I also work periodically as an independent contractor, working primarily with small- to medium-sized businesses that need dynamic web presences. For some examples of my work, please visit my portfolio.
I am a lover of all music. I have a strong preference for progressive rock, although my iTunes library leans toward mid-90s alternative rock. However, I thoroughly enjoy all genres.
From time to time, I play guitar and bass guitar. In my high school days, I was in a band with some friends. We recorded an album of original material in 1999. For a while, I dabbled in home recording, thanks to Apple's GarageBand and the Line 6 PODxt Live.

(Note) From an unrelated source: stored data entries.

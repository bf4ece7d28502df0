//! Collateral position registry
//!
//! Positions are non-fungible records `{ id, owner, topic, amount }`. Ids are
//! allocated sequentially from 1 and never reused; a closed id is invalid for
//! good. Ownership lives in an explicit `id → owner` field, indexed by owner.
//! Writes between `begin` and `commit` are journaled like the token books.

use crate::errors::*;
use bondfi_types::{AccountId, Amount, PositionId, TopicId};
use serde::{Deserialize, Serialize};
use std::collections::{BTreeMap, BTreeSet, HashMap};
use tracing::debug;

#[derive(Debug, Clone, PartialEq, Eq, Serialize, Deserialize)]
pub struct Position {
    pub id: PositionId,
    pub owner: AccountId,
    pub topic: TopicId,
    pub amount: Amount,
}

/// Public view of a position
#[derive(Debug, Clone, PartialEq, Eq, Serialize, Deserialize)]
pub struct PositionInfo {
    pub topic: TopicId,
    pub amount: Amount,
}

/// Interface for position storage.
pub trait PositionStore: Send + Sync {
    /// Create a position and return its id.
    fn open(&mut self, owner: &AccountId, topic: &TopicId, amount: Amount) -> Result<PositionId>;

    /// Delete a position; its id becomes invalid.
    fn close(&mut self, id: PositionId) -> Result<Position>;

    /// Replace the locked amount. Use `close` to bring a position to zero.
    fn set_amount(&mut self, id: PositionId, amount: Amount) -> Result<()>;

    fn owner_of(&self, id: PositionId) -> Result<AccountId>;

    fn info(&self, id: PositionId) -> Result<PositionInfo>;

    /// Reassign ownership.
    fn transfer(&mut self, id: PositionId, to: &AccountId) -> Result<()>;
}

#[derive(Debug, Clone, PartialEq, Eq)]
enum PositionUndo {
    /// Record held under `id` before the write; `None` if it did not exist.
    Slot {
        id: PositionId,
        prev: Option<Position>,
    },
    NextId(PositionId),
}

// -----------------------------------------------------------------------------
// In-memory implementation
// -----------------------------------------------------------------------------
#[derive(Debug, Clone, PartialEq, Eq, Serialize, Deserialize)]
pub struct InMemoryPositionRegistry {
    positions: BTreeMap<PositionId, Position>,
    /// Owner → ids
    owner_index: HashMap<AccountId, BTreeSet<PositionId>>,
    next_id: PositionId,
    #[serde(skip)]
    journal: Option<Vec<PositionUndo>>,
}

impl Default for InMemoryPositionRegistry {
    fn default() -> Self {
        Self {
            positions: BTreeMap::new(),
            owner_index: HashMap::new(),
            next_id: 1,
            journal: None,
        }
    }
}

impl InMemoryPositionRegistry {
    pub fn new() -> Self {
        Self::default()
    }

    pub fn get(&self, id: PositionId) -> Result<&Position> {
        self.positions
            .get(&id)
            .ok_or(LedgerError::PositionNotFound(id))
    }

    /// Ids owned by `owner`, ascending.
    pub fn positions_of(&self, owner: &AccountId) -> Vec<PositionId> {
        self.owner_index
            .get(owner)
            .map(|ids| ids.iter().copied().collect())
            .unwrap_or_default()
    }

    /// Ids owned by `owner` on `topic`, ascending.
    pub fn ids_for(&self, owner: &AccountId, topic: &TopicId) -> Vec<PositionId> {
        self.positions_of(owner)
            .into_iter()
            .filter(|id| {
                self.positions
                    .get(id)
                    .map(|p| &p.topic == topic)
                    .unwrap_or(false)
            })
            .collect()
    }

    /// Sum of amounts locked in open positions on `topic`.
    pub fn total_locked(&self, topic: &TopicId) -> Amount {
        self.positions
            .values()
            .filter(|p| &p.topic == topic)
            .map(|p| p.amount)
            .sum()
    }

    pub fn iter(&self) -> impl Iterator<Item = &Position> {
        self.positions.values()
    }

    pub fn len(&self) -> usize {
        self.positions.len()
    }

    pub fn is_empty(&self) -> bool {
        self.positions.is_empty()
    }

    /// Start journaling writes, rolling back any journal still open.
    pub fn begin(&mut self) {
        self.rollback();
        self.journal = Some(Vec::new());
    }

    pub fn commit(&mut self) {
        self.journal = None;
    }

    /// Undo every write since `begin`, newest first.
    pub fn rollback(&mut self) {
        let Some(journal) = self.journal.take() else {
            return;
        };
        for entry in journal.into_iter().rev() {
            match entry {
                PositionUndo::Slot { id, prev } => {
                    if let Some(current) = self.positions.remove(&id) {
                        self.unindex(&current.owner, id);
                    }
                    if let Some(position) = prev {
                        self.owner_index.entry(position.owner).or_default().insert(id);
                        self.positions.insert(id, position);
                    }
                }
                PositionUndo::NextId(next_id) => self.next_id = next_id,
            }
        }
    }

    fn record_slot(&mut self, id: PositionId) {
        if let Some(journal) = self.journal.as_mut() {
            journal.push(PositionUndo::Slot {
                id,
                prev: self.positions.get(&id).cloned(),
            });
        }
    }

    fn unindex(&mut self, owner: &AccountId, id: PositionId) {
        if let Some(ids) = self.owner_index.get_mut(owner) {
            ids.remove(&id);
            if ids.is_empty() {
                self.owner_index.remove(owner);
            }
        }
    }
}

impl PositionStore for InMemoryPositionRegistry {
    fn open(&mut self, owner: &AccountId, topic: &TopicId, amount: Amount) -> Result<PositionId> {
        if amount == 0 {
            return Err(LedgerError::EmptyPosition);
        }
        let id = self.next_id;
        let next_id = self.next_id.checked_add(1).ok_or(LedgerError::Overflow)?;
        if let Some(journal) = self.journal.as_mut() {
            journal.push(PositionUndo::NextId(id));
        }
        self.record_slot(id);
        self.next_id = next_id;

        self.positions.insert(
            id,
            Position {
                id,
                owner: *owner,
                topic: topic.clone(),
                amount,
            },
        );
        self.owner_index.entry(*owner).or_default().insert(id);

        debug!(target: "ledger", "Opened position {} on {} for {}", id, topic, owner);
        Ok(id)
    }

    fn close(&mut self, id: PositionId) -> Result<Position> {
        self.record_slot(id);
        let position = self
            .positions
            .remove(&id)
            .ok_or(LedgerError::PositionNotFound(id))?;
        self.unindex(&position.owner, id);
        debug!(target: "ledger", "Closed position {}", id);
        Ok(position)
    }

    fn set_amount(&mut self, id: PositionId, amount: Amount) -> Result<()> {
        if amount == 0 {
            return Err(LedgerError::EmptyPosition);
        }
        self.record_slot(id);
        let position = self
            .positions
            .get_mut(&id)
            .ok_or(LedgerError::PositionNotFound(id))?;
        position.amount = amount;
        Ok(())
    }

    fn owner_of(&self, id: PositionId) -> Result<AccountId> {
        Ok(self.get(id)?.owner)
    }

    fn info(&self, id: PositionId) -> Result<PositionInfo> {
        let position = self.get(id)?;
        Ok(PositionInfo {
            topic: position.topic.clone(),
            amount: position.amount,
        })
    }

    fn transfer(&mut self, id: PositionId, to: &AccountId) -> Result<()> {
        self.record_slot(id);
        let position = self
            .positions
            .get_mut(&id)
            .ok_or(LedgerError::PositionNotFound(id))?;
        let from = position.owner;
        if from == *to {
            return Ok(());
        }
        position.owner = *to;
        self.unindex(&from, id);
        self.owner_index.entry(*to).or_default().insert(id);
        Ok(())
    }
}
//! # Bondfi bonding curves
//!
//! A curve prices a change in topic supply against a base level:
//!
//! ```text
//! price(base, delta) = F(base + delta) - F(base)
//! ```
//!
//! where `F` is the curve's potential, the pay reserve the curve needs to
//! back a supply of `s`. Defining every curve through a potential makes the
//! pricing contract hold exactly under integer arithmetic:
//!
//! - `price(b, 0) == 0`
//! - `price(b, a) + price(b + a, c) == price(b, a + c)`
//! - `price(b, d)` is strictly increasing in `d` (checked at construction)
//!
//! Supply is capped by the curve's asymptote `B`. Landing exactly on `B`
//! raises [`CurveError::DivisionByZero`]; going beyond raises
//! [`CurveError::Overflow`].

pub mod constant_product;
pub mod errors;
pub mod floor;

pub use constant_product::ConstantProductCurve;
pub use errors::*;
pub use floor::FloorCurve;

use bondfi_types::{Amount, CurveConfig};
use std::fmt;
use std::sync::Arc;

/// Pricing strategy shared by the market and the mortgage engine.
pub trait Curve: fmt::Debug + Send + Sync {
    /// Short identifier used in logs
    fn name(&self) -> &'static str;

    /// Pay reserve backing a supply of `supply`.
    fn potential(&self, supply: Amount) -> Result<Amount>;

    /// Largest supply the curve can price.
    fn max_supply(&self) -> Amount;

    /// Pay amount for moving supply from `base` to `base + delta`.
    fn price(&self, base: Amount, delta: Amount) -> Result<Amount> {
        if delta == 0 {
            return Ok(0);
        }
        let end = base.checked_add(delta).ok_or(CurveError::Overflow)?;
        let upper = self.potential(end)?;
        let lower = self.potential(base)?;
        upper.checked_sub(lower).ok_or(CurveError::Overflow)
    }
}

/// Build the curve an app selected.
pub fn build_curve(config: &CurveConfig) -> Result<Arc<dyn Curve>> {
    let curve: Arc<dyn Curve> = match *config {
        CurveConfig::Floor {
            numerator,
            asymptote,
        } => Arc::new(FloorCurve::new(numerator, asymptote)?),
        CurveConfig::ConstantProduct {
            virtual_token_reserve,
            virtual_pay_reserve,
        } => Arc::new(ConstantProductCurve::new(
            virtual_token_reserve,
            virtual_pay_reserve,
        )?),
    };
    tracing::debug!(
        target: "curve",
        "Built {} curve (max supply {})",
        curve.name(),
        curve.max_supply()
    );
    Ok(curve)
}

/// Every unit step costs at least one pay unit when `k >= b * (b - 1)`.
pub(crate) fn ensure_strictly_increasing(k: Amount, b: Amount) -> Result<()> {
    let min_k = b
        .checked_mul(b - 1)
        .ok_or(CurveError::InvalidParameters("asymptote too large"))?;
    if k < min_k {
        return Err(CurveError::InvalidParameters(
            "numerator must be at least asymptote * (asymptote - 1)",
        ));
    }
    Ok(())
}

#[cfg(test)]
mod tests {
    use super::*;

    #[test]
    fn test_build_default_curve() {
        let curve = build_curve(&CurveConfig::default()).unwrap();
        assert_eq!(curve.name(), "floor");
        assert_eq!(curve.price(0, 0).unwrap(), 0);
        assert!(curve.price(0, 1_000_000).unwrap() > 0);
    }

    #[test]
    fn test_build_rejects_degenerate_parameters() {
        let config = CurveConfig::ConstantProduct {
            virtual_token_reserve: 1_000,
            virtual_pay_reserve: 1,
        };
        assert!(matches!(
            build_curve(&config),
            Err(CurveError::InvalidParameters(_))
        ));
    }
}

I am a die-hard Apple fanatic. My first computer experience was programming LOGO on an Apple IIe. My parents bought an Apple Macintosh LC III in 1993, and I spent as much time as I could learning to program under System 7. I released a shareware application called Tagline that was mildly popular.
While I was stuck in the Windows world during Apple's bleak late-90s period, I eventually switched back thanks to OS X and Apple's iPod-fueled renaissance. I've since owned a 12-inch PowerBook G4 (2003-2007), a Core2 Duo Mac mini (2007-2010), and a 15-inch Core i5 MacBook Pro (2010-Present).
I am also a Linux geek. In addition to working as the Linux system administrator at FSU COSS, I've been tinkering with Linux and been a big supporter of the OSS movement since the late-90s and the early versions of Slackware and Red Hat. My current preferred distro is Arch Linux, replacing my former favorite Gentoo Linux because Arch doesn't take half a weekend to compile xorg but retains the KISS philosophy that I enjoy from Gentoo. I was a Debian fan for a long while, too.
I strongly prefer the use of shell whenever possible. My co-workers will vouch for this.
I also run a MythTV & xbmc DVR and home server running Arch x64 on an Intel Atom 330. I've been tinkering with one DVR setup or another since I ditched my TiVo in 2004. Its first incarnation was a repurposed AMD64 full tower running Debian, which was replaced with a VIA EPIA C3-powered mini-ITX HTPC running Gentoo. My wife would say that my favorite hobby is to break my DVR on purpose so I can fix it.
Benclark.com and several other domains are happily hosted on a Arch Linux virtual server at Linode. I've been extremely satisfied with Linode thus far, although I admit it might be overkill for my low-traffic websites.
I registered this domain in 1999. The blog first made an appearance in 2003, and it has gone through several cycles of use and design. The blog started on MovableType, then moved to WordPress, and then finally to Drupal.
Like most programmer types (a group with whom I identify most), I can spot a good web design but I lack the necessary skills to fill a blank canvas. My strengths are in layout, programming, and administration. And while I could go on about how benclark.com reflects a philosophy of clean and simple UI design (and it does), the truth is that what you're looking at reflects my best aesthetic effort at the moment.
I posted regularly to my LiveJournal from April 2001 to March 2007. These days, it is mostly neglected. For social networking, I primarily use Facebook, although I have profiles at LinkedIn, Twitter, and others.
I post photos to my Flickr photostream.